(Exercise inputs)

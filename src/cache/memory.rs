//! In-process cache store.

use super::{validate_tenant, CacheCounters, CacheEntry, CacheStats, CacheStore};
use crate::error::CacheError;
use crate::fingerprint::Fingerprint;
use crate::output::ExtractionResult;
use async_trait::async_trait;
use chrono::Utc;
use dashmap::DashMap;
use std::time::Duration;
use tracing::debug;

type Key = (String, Fingerprint);

/// [`CacheStore`] backed by a concurrent map. Contents die with the process.
#[derive(Debug, Default)]
pub struct MemoryCacheStore {
    entries: DashMap<Key, CacheEntry>,
    counters: CacheCounters,
}

impl MemoryCacheStore {
    pub fn new() -> Self {
        Self::default()
    }

    fn key(fingerprint: &Fingerprint, tenant_id: &str) -> Key {
        (tenant_id.to_string(), fingerprint.clone())
    }
}

#[async_trait]
impl CacheStore for MemoryCacheStore {
    async fn get(
        &self,
        fingerprint: &Fingerprint,
        tenant_id: &str,
    ) -> Result<Option<CacheEntry>, CacheError> {
        validate_tenant(tenant_id)?;
        let key = Self::key(fingerprint, tenant_id);

        let expired = match self.entries.get(&key) {
            Some(entry) if !entry.is_expired() => return Ok(Some(entry.value().clone())),
            Some(_) => true,
            None => false,
        };
        if expired {
            debug!("Dropping expired entry {} for tenant {}", fingerprint, tenant_id);
            self.entries.remove_if(&key, |_, e| e.is_expired());
        }
        Ok(None)
    }

    async fn put(
        &self,
        fingerprint: &Fingerprint,
        tenant_id: &str,
        result: &ExtractionResult,
        ttl: Duration,
    ) -> Result<(), CacheError> {
        validate_tenant(tenant_id)?;
        let entry = CacheEntry::new(fingerprint.clone(), tenant_id, result.clone(), ttl);
        self.entries.insert(Self::key(fingerprint, tenant_id), entry);
        Ok(())
    }

    async fn invalidate(
        &self,
        fingerprint: &Fingerprint,
        tenant_id: &str,
    ) -> Result<bool, CacheError> {
        validate_tenant(tenant_id)?;
        Ok(self
            .entries
            .remove(&Self::key(fingerprint, tenant_id))
            .is_some_and(|(_, entry)| !entry.is_expired()))
    }

    async fn stats(&self, tenant_id: Option<&str>) -> Result<CacheStats, CacheError> {
        let total = match tenant_id {
            Some(id) => self.entries.iter().filter(|e| e.key().0 == id).count(),
            None => self.entries.len(),
        };
        let (hits, misses) = self.counters.snapshot(tenant_id);
        Ok(CacheStats::new(total, hits, misses, "memory"))
    }

    async fn purge_expired(&self) -> Result<usize, CacheError> {
        let now = Utc::now();
        let before = self.entries.len();
        self.entries.retain(|_, e| !e.is_expired_at(now));
        Ok(before.saturating_sub(self.entries.len()))
    }

    async fn flush(&self) -> Result<(), CacheError> {
        self.entries.clear();
        self.counters.reset();
        Ok(())
    }

    fn counters(&self) -> &CacheCounters {
        &self.counters
    }
}

#[cfg(test)]
mod tests {
    use super::*;
    use crate::test_support::sample_result;

    fn fp(s: &str) -> Fingerprint {
        Fingerprint::from_hex(s)
    }

    #[tokio::test]
    async fn put_then_get_returns_equal_result() {
        let store = MemoryCacheStore::new();
        let result = sample_result("Balance sheet");
        store
            .put(&fp("aa"), "acme", &result, Duration::from_secs(60))
            .await
            .unwrap();

        let entry = store.get(&fp("aa"), "acme").await.unwrap().unwrap();
        assert_eq!(entry.result, result);
        assert_eq!(entry.tenant_id, "acme");
    }

    #[tokio::test]
    async fn tenants_are_isolated() {
        let store = MemoryCacheStore::new();
        store
            .put(&fp("aa"), "acme", &sample_result("A"), Duration::from_secs(60))
            .await
            .unwrap();

        assert!(store.get(&fp("aa"), "globex").await.unwrap().is_none());
        assert!(!store.invalidate(&fp("aa"), "globex").await.unwrap());
        assert!(store.get(&fp("aa"), "acme").await.unwrap().is_some());
    }

    #[tokio::test]
    async fn expired_entries_read_as_absent() {
        let store = MemoryCacheStore::new();
        store
            .put(&fp("aa"), "acme", &sample_result("A"), Duration::ZERO)
            .await
            .unwrap();

        assert!(store.get(&fp("aa"), "acme").await.unwrap().is_none());
        assert_eq!(store.stats(None).await.unwrap().total_entries, 0);
    }

    #[tokio::test]
    async fn invalidate_reports_existence() {
        let store = MemoryCacheStore::new();
        store
            .put(&fp("aa"), "acme", &sample_result("A"), Duration::from_secs(60))
            .await
            .unwrap();

        assert!(store.invalidate(&fp("aa"), "acme").await.unwrap());
        assert!(!store.invalidate(&fp("aa"), "acme").await.unwrap());
        assert!(store.get(&fp("aa"), "acme").await.unwrap().is_none());
    }

    #[tokio::test]
    async fn purge_removes_only_expired() {
        let store = MemoryCacheStore::new();
        store
            .put(&fp("aa"), "acme", &sample_result("A"), Duration::ZERO)
            .await
            .unwrap();
        store
            .put(&fp("bb"), "acme", &sample_result("B"), Duration::from_secs(60))
            .await
            .unwrap();

        assert_eq!(store.purge_expired().await.unwrap(), 1);
        assert_eq!(store.stats(Some("acme")).await.unwrap().total_entries, 1);
    }

    #[tokio::test]
    async fn flush_clears_entries_and_counters() {
        let store = MemoryCacheStore::new();
        store
            .put(&fp("aa"), "acme", &sample_result("A"), Duration::from_secs(60))
            .await
            .unwrap();
        store.record_hit("acme");
        store.record_miss("acme");

        let stats = store.stats(Some("acme")).await.unwrap();
        assert_eq!((stats.cache_hits, stats.cache_misses), (1, 1));
        assert_eq!(stats.hit_rate, 0.5);

        store.flush().await.unwrap();
        let stats = store.stats(None).await.unwrap();
        assert_eq!(stats.total_entries, 0);
        assert_eq!((stats.cache_hits, stats.cache_misses), (0, 0));
    }

    #[tokio::test]
    async fn empty_tenant_rejected() {
        let store = MemoryCacheStore::new();
        let err = store.get(&fp("aa"), "").await.unwrap_err();
        assert!(matches!(err, CacheError::InvalidTenant(_)));
    }
}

(End Exercise inputs)

- Task requirements:
Pull out all lines containing the word "crate" from the entries above.

- Your solution:
use crate::error::CacheError;
use crate::fingerprint::Fingerprint;
use crate::output::ExtractionResult;
    use crate::test_support::sample_result;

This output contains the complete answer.